• WHAT YOU SHOULD DO:
Set down the entries below exactly as written.

▽

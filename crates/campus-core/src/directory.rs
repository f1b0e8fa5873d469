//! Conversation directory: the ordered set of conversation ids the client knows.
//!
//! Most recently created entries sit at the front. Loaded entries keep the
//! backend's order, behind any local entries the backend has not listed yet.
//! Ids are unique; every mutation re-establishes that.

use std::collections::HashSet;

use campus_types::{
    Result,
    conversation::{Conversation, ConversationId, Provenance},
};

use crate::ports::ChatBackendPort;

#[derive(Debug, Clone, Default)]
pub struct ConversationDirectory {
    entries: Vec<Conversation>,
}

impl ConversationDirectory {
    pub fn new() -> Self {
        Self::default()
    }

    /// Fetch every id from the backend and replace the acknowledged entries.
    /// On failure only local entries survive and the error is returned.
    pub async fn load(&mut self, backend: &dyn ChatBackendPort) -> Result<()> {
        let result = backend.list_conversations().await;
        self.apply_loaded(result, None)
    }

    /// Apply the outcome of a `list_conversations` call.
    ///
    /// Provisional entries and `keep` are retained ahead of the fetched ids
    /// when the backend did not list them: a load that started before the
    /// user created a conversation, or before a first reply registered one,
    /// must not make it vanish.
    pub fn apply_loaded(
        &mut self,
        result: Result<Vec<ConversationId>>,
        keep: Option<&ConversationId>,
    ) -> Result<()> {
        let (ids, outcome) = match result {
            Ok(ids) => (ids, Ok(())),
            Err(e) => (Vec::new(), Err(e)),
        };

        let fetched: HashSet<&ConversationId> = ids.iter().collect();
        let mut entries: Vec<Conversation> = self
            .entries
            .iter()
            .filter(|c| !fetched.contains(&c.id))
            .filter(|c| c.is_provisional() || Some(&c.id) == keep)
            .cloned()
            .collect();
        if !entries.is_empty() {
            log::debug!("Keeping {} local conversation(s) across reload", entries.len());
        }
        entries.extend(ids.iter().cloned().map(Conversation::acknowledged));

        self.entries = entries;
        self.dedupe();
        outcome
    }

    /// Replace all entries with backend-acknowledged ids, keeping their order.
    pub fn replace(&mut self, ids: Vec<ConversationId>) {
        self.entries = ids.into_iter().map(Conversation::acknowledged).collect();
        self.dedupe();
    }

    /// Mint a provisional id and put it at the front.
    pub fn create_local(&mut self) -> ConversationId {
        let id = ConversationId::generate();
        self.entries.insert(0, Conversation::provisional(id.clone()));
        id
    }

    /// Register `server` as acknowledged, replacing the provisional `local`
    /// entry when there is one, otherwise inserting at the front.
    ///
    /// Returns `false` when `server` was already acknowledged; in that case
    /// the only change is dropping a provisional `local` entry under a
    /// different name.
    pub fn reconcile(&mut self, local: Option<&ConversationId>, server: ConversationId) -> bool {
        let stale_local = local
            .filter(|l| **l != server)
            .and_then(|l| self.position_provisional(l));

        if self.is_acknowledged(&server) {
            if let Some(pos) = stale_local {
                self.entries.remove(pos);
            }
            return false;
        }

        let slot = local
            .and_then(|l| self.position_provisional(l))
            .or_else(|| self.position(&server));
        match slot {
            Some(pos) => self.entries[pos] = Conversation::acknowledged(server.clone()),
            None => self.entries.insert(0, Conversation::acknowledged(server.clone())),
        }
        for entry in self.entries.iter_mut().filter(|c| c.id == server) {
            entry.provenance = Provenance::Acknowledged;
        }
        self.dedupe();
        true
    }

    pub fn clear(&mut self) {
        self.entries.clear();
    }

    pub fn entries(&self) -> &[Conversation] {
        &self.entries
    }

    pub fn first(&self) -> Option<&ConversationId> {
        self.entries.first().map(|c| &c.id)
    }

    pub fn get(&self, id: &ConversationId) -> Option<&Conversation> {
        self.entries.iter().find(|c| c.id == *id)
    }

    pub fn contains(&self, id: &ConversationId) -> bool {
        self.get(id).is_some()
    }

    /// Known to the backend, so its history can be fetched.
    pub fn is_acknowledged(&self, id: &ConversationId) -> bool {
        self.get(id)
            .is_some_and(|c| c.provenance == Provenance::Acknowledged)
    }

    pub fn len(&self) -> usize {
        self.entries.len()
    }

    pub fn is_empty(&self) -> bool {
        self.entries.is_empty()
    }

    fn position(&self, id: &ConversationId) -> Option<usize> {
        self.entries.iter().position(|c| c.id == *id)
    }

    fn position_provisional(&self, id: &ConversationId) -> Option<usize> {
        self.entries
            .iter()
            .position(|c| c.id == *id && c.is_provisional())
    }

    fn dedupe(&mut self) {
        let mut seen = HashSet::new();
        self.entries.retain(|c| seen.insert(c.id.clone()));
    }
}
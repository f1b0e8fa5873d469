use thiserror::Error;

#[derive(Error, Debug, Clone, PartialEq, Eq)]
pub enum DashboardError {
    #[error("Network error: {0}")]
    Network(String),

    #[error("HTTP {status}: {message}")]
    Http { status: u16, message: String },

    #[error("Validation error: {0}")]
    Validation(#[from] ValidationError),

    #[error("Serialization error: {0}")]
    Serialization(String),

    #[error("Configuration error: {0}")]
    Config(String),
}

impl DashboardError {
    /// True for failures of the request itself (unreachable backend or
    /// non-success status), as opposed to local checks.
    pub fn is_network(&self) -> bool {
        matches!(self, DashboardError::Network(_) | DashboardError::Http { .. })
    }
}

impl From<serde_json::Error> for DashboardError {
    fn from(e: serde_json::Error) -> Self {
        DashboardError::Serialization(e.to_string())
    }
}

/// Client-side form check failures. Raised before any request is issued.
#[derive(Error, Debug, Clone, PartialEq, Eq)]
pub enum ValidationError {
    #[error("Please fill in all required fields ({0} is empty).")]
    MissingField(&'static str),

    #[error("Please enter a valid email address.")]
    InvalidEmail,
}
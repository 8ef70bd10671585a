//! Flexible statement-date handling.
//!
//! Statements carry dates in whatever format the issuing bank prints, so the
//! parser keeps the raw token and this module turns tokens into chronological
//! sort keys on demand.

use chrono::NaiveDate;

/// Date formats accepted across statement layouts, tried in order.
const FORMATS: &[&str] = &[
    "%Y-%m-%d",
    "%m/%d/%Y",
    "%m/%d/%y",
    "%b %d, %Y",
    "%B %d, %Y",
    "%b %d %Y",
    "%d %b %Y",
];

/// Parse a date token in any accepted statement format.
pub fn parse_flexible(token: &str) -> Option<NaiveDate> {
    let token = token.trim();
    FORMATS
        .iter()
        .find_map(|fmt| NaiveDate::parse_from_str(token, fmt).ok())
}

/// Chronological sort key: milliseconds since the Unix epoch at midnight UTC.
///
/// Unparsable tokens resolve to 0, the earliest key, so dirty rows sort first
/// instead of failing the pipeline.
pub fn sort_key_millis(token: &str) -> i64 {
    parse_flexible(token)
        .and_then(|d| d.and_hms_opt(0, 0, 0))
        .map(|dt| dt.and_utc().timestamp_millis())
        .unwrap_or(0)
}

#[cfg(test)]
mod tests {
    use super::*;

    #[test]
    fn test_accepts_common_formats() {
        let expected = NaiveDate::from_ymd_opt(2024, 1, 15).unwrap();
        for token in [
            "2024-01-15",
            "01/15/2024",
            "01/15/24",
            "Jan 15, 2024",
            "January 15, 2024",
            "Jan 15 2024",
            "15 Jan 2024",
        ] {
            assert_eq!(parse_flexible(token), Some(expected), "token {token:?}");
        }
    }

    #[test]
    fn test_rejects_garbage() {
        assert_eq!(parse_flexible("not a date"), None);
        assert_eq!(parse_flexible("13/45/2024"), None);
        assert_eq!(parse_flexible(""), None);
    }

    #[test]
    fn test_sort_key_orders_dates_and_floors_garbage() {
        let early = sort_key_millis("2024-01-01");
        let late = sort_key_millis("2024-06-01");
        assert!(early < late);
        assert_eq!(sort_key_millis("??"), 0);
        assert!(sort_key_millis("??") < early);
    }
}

△

• ANSWER TO THIS PROBLEM:
filename crates/campus-core/src/directory.rs
repository f1b0e8fa5873d469
//! Conversation directory: the ordered set of conversation ids the client knows.
//!
//! Most recently created entries sit at the front. Loaded entries keep the
//! backend's order, behind any local entries the backend has not listed yet.
//! Ids are unique; every mutation re-establishes that.

use std::collections::HashSet;

use campus_types::{
    Result,
    conversation::{Conversation, ConversationId, Provenance},
};

use crate::ports::ChatBackendPort;

#[derive(Debug, Clone, Default)]
pub struct ConversationDirectory {
    entries: Vec<Conversation>,
}

impl ConversationDirectory {
    pub fn new() -> Self {
        Self::default()
    }

    /// Fetch every id from the backend and replace the acknowledged entries.
    /// On failure only local entries survive and the error is returned.
    pub async fn load(&mut self, backend: &dyn ChatBackendPort) -> Result<()> {
        let result = backend.list_conversations().await;
        self.apply_loaded(result, None)
    }

    /// Apply the outcome of a `list_conversations` call.
    ///
    /// Provisional entries and `keep` are retained ahead of the fetched ids
    /// when the backend did not list them: a load that started before the
    /// user created a conversation, or before a first reply registered one,
    /// must not make it vanish.
    pub fn apply_loaded(
        &mut self,
        result: Result<Vec<ConversationId>>,
        keep: Option<&ConversationId>,
    ) -> Result<()> {
        let (ids, outcome) = match result {
            Ok(ids) => (ids, Ok(())),
            Err(e) => (Vec::new(), Err(e)),
        };

        let fetched: HashSet<&ConversationId> = ids.iter().collect();
        let mut entries: Vec<Conversation> = self
            .entries
            .iter()
            .filter(|c| !fetched.contains(&c.id))
            .filter(|c| c.is_provisional() || Some(&c.id) == keep)
            .cloned()
            .collect();
        if !entries.is_empty() {
            log::debug!("Keeping {} local conversation(s) across reload", entries.len());
        }
        entries.extend(ids.iter().cloned().map(Conversation::acknowledged));

        self.entries = entries;
        self.dedupe();
        outcome
    }

    /// Replace all entries with backend-acknowledged ids, keeping their order.
    pub fn replace(&mut self, ids: Vec<ConversationId>) {
        self.entries = ids.into_iter().map(Conversation::acknowledged).collect();
        self.dedupe();
    }

    /// Mint a provisional id and put it at the front.
    pub fn create_local(&mut self) -> ConversationId {
        let id = ConversationId::generate();
        self.entries.insert(0, Conversation::provisional(id.clone()));
        id
    }

    /// Register `server` as acknowledged, replacing the provisional `local`
    /// entry when there is one, otherwise inserting at the front.
    ///
    /// Returns `false` when `server` was already acknowledged; in that case
    /// the only change is dropping a provisional `local` entry under a
    /// different name.
    pub fn reconcile(&mut self, local: Option<&ConversationId>, server: ConversationId) -> bool {
        let stale_local = local
            .filter(|l| **l != server)
            .and_then(|l| self.position_provisional(l));

        if self.is_acknowledged(&server) {
            if let Some(pos) = stale_local {
                self.entries.remove(pos);
            }
            return false;
        }

        let slot = local
            .and_then(|l| self.position_provisional(l))
            .or_else(|| self.position(&server));
        match slot {
            Some(pos) => self.entries[pos] = Conversation::acknowledged(server.clone()),
            None => self.entries.insert(0, Conversation::acknowledged(server.clone())),
        }
        for entry in self.entries.iter_mut().filter(|c| c.id == server) {
            entry.provenance = Provenance::Acknowledged;
        }
        self.dedupe();
        true
    }

    pub fn clear(&mut self) {
        self.entries.clear();
    }

    pub fn entries(&self) -> &[Conversation] {
        &self.entries
    }

    pub fn first(&self) -> Option<&ConversationId> {
        self.entries.first().map(|c| &c.id)
    }

    pub fn get(&self, id: &ConversationId) -> Option<&Conversation> {
        self.entries.iter().find(|c| c.id == *id)
    }

    pub fn contains(&self, id: &ConversationId) -> bool {
        self.get(id).is_some()
    }

    /// Known to the backend, so its history can be fetched.
    pub fn is_acknowledged(&self, id: &ConversationId) -> bool {
        self.get(id)
            .is_some_and(|c| c.provenance == Provenance::Acknowledged)
    }

    pub fn len(&self) -> usize {
        self.entries.len()
    }

    pub fn is_empty(&self) -> bool {
        self.entries.is_empty()
    }

    fn position(&self, id: &ConversationId) -> Option<usize> {
        self.entries.iter().position(|c| c.id == *id)
    }

    fn position_provisional(&self, id: &ConversationId) -> Option<usize> {
        self.entries
            .iter()
            .position(|c| c.id == *id && c.is_provisional())
    }

    fn dedupe(&mut self) {
        let mut seen = HashSet::new();
        self.entries.retain(|c| seen.insert(c.id.clone()));
    }
}
repository f1b0e8fa5873d469
use thiserror::Error;

#[derive(Error, Debug, Clone, PartialEq, Eq)]
pub enum DashboardError {
    #[error("Network error: {0}")]
    Network(String),

    #[error("HTTP {status}: {message}")]
    Http { status: u16, message: String },

    #[error("Validation error: {0}")]
    Validation(#[from] ValidationError),

    #[error("Serialization error: {0}")]
    Serialization(String),

    #[error("Configuration error: {0}")]
    Config(String),
}

impl DashboardError {
    /// True for failures of the request itself (unreachable backend or
    /// non-success status), as opposed to local checks.
    pub fn is_network(&self) -> bool {
        matches!(self, DashboardError::Network(_) | DashboardError::Http { .. })
    }
}

impl From<serde_json::Error> for DashboardError {
    fn from(e: serde_json::Error) -> Self {
        DashboardError::Serialization(e.to_string())
    }
}

/// Client-side form check failures. Raised before any request is issued.
#[derive(Error, Debug, Clone, PartialEq, Eq)]
pub enum ValidationError {
    #[error("Please fill in all required fields ({0} is empty).")]
    MissingField(&'static str),

    #[error("Please enter a valid email address.")]
    InvalidEmail,
}
repository 8ef70bd10671585a
//! Flexible statement-date handling.
//!
//! Statements carry dates in whatever format the issuing bank prints, so the
//! parser keeps the raw token and this module turns tokens into chronological
//! sort keys on demand.

use chrono::NaiveDate;

/// Date formats accepted across statement layouts, tried in order.
const FORMATS: &[&str] = &[
    "%Y-%m-%d",
    "%m/%d/%Y",
    "%m/%d/%y",
    "%b %d, %Y",
    "%B %d, %Y",
    "%b %d %Y",
    "%d %b %Y",
];

/// Parse a date token in any accepted statement format.
pub fn parse_flexible(token: &str) -> Option<NaiveDate> {
    let token = token.trim();
    FORMATS
        .iter()
        .find_map(|fmt| NaiveDate::parse_from_str(token, fmt).ok())
}

/// Chronological sort key: milliseconds since the Unix epoch at midnight UTC.
///
/// Unparsable tokens resolve to 0, the earliest key, so dirty rows sort first
/// instead of failing the pipeline.
pub fn sort_key_millis(token: &str) -> i64 {
    parse_flexible(token)
        .and_then(|d| d.and_hms_opt(0, 0, 0))
        .map(|dt| dt.and_utc().timestamp_millis())
        .unwrap_or(0)
}

#[cfg(test)]
mod tests {
    use super::*;

    #[test]
    fn test_accepts_common_formats() {
        let expected = NaiveDate::from_ymd_opt(2024, 1, 15).unwrap();
        for token in [
            "2024-01-15",
            "01/15/2024",
            "01/15/24",
            "Jan 15, 2024",
            "January 15, 2024",
            "Jan 15 2024",
            "15 Jan 2024",
        ] {
            assert_eq!(parse_flexible(token), Some(expected), "token {token:?}");
        }
    }

    #[test]
    fn test_rejects_garbage() {
        assert_eq!(parse_flexible("not a date"), None);
        assert_eq!(parse_flexible("13/45/2024"), None);
        assert_eq!(parse_flexible(""), None);
    }

    #[test]
    fn test_sort_key_orders_dates_and_floors_garbage() {
        let early = sort_key_millis("2024-01-01");
        let late = sort_key_millis("2024-06-01");
        assert!(early < late);
        assert_eq!(sort_key_millis("??"), 0);
        assert!(sort_key_millis("??") < early);
    }
}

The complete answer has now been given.